**Records:**
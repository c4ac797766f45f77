//! Manage analysis configurations stored on the backend (YAML files the
//! pipeline runs with).

use std::path::{Path, PathBuf};

use crate::cli::ui::Output;
use crate::client::ApiClient;
use crate::types::{BridgeError, Result};

pub async fn list(client: &ApiClient) -> Result<()> {
    let out = Output::new();
    let configs = client.list_configs().await?;

    if configs.is_empty() {
        out.info("No configurations uploaded.");
        return Ok(());
    }

    out.header("Analysis configurations");
    for entry in &configs {
        match &entry.created_at {
            Some(created) => out.key_value(&entry.name, created),
            None => out.item(&entry.name),
        }
    }
    Ok(())
}

pub async fn upload(client: &ApiClient, name: &str, file: &Path) -> Result<()> {
    let out = Output::new();

    // Catch syntax errors before the file leaves the machine.
    let raw = tokio::fs::read(file).await?;
    serde_yaml::from_slice::<serde_yaml::Value>(&raw).map_err(|e| {
        BridgeError::invalid_input(format!("{} is not valid YAML: {e}", file.display()))
    })?;

    client.upload_config(name, file).await?;
    out.success(&format!("Uploaded configuration '{name}'"));
    Ok(())
}

pub async fn show(client: &ApiClient, name: &str) -> Result<()> {
    let out = Output::new();
    let config = client.get_config(name).await?;
    out.header(name);
    println!("{}", config.content);
    Ok(())
}

pub async fn delete(client: &ApiClient, name: &str) -> Result<()> {
    let out = Output::new();
    client.delete_config(name).await?;
    out.success(&format!("Deleted configuration '{name}'"));
    Ok(())
}

pub async fn download(client: &ApiClient, name: &str, output: Option<PathBuf>) -> Result<()> {
    let out = Output::new();
    let bytes = client.download_config(name).await?;
    let path = output.unwrap_or_else(|| PathBuf::from(name));
    tokio::fs::write(&path, &bytes).await?;
    out.success(&format!("Saved configuration to {}", path.display()));
    Ok(())
}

**Instructions for the task:**
Retype the material exactly.

**Solution for this task:**
repository c4ac797766f45f77
//! Manage analysis configurations stored on the backend (YAML files the
//! pipeline runs with).

use std::path::{Path, PathBuf};

use crate::cli::ui::Output;
use crate::client::ApiClient;
use crate::types::{BridgeError, Result};

pub async fn list(client: &ApiClient) -> Result<()> {
    let out = Output::new();
    let configs = client.list_configs().await?;

    if configs.is_empty() {
        out.info("No configurations uploaded.");
        return Ok(());
    }

    out.header("Analysis configurations");
    for entry in &configs {
        match &entry.created_at {
            Some(created) => out.key_value(&entry.name, created),
            None => out.item(&entry.name),
        }
    }
    Ok(())
}

pub async fn upload(client: &ApiClient, name: &str, file: &Path) -> Result<()> {
    let out = Output::new();

    // Catch syntax errors before the file leaves the machine.
    let raw = tokio::fs::read(file).await?;
    serde_yaml::from_slice::<serde_yaml::Value>(&raw).map_err(|e| {
        BridgeError::invalid_input(format!("{} is not valid YAML: {e}", file.display()))
    })?;

    client.upload_config(name, file).await?;
    out.success(&format!("Uploaded configuration '{name}'"));
    Ok(())
}

pub async fn show(client: &ApiClient, name: &str) -> Result<()> {
    let out = Output::new();
    let config = client.get_config(name).await?;
    out.header(name);
    println!("{}", config.content);
    Ok(())
}

pub async fn delete(client: &ApiClient, name: &str) -> Result<()> {
    let out = Output::new();
    client.delete_config(name).await?;
    out.success(&format!("Deleted configuration '{name}'"));
    Ok(())
}

pub async fn download(client: &ApiClient, name: &str, output: Option<PathBuf>) -> Result<()> {
    let out = Output::new();
    let bytes = client.download_config(name).await?;
    let path = output.unwrap_or_else(|| PathBuf::from(name));
    tokio::fs::write(&path, &bytes).await?;
    out.success(&format!("Saved configuration to {}", path.display()));
    Ok(())
}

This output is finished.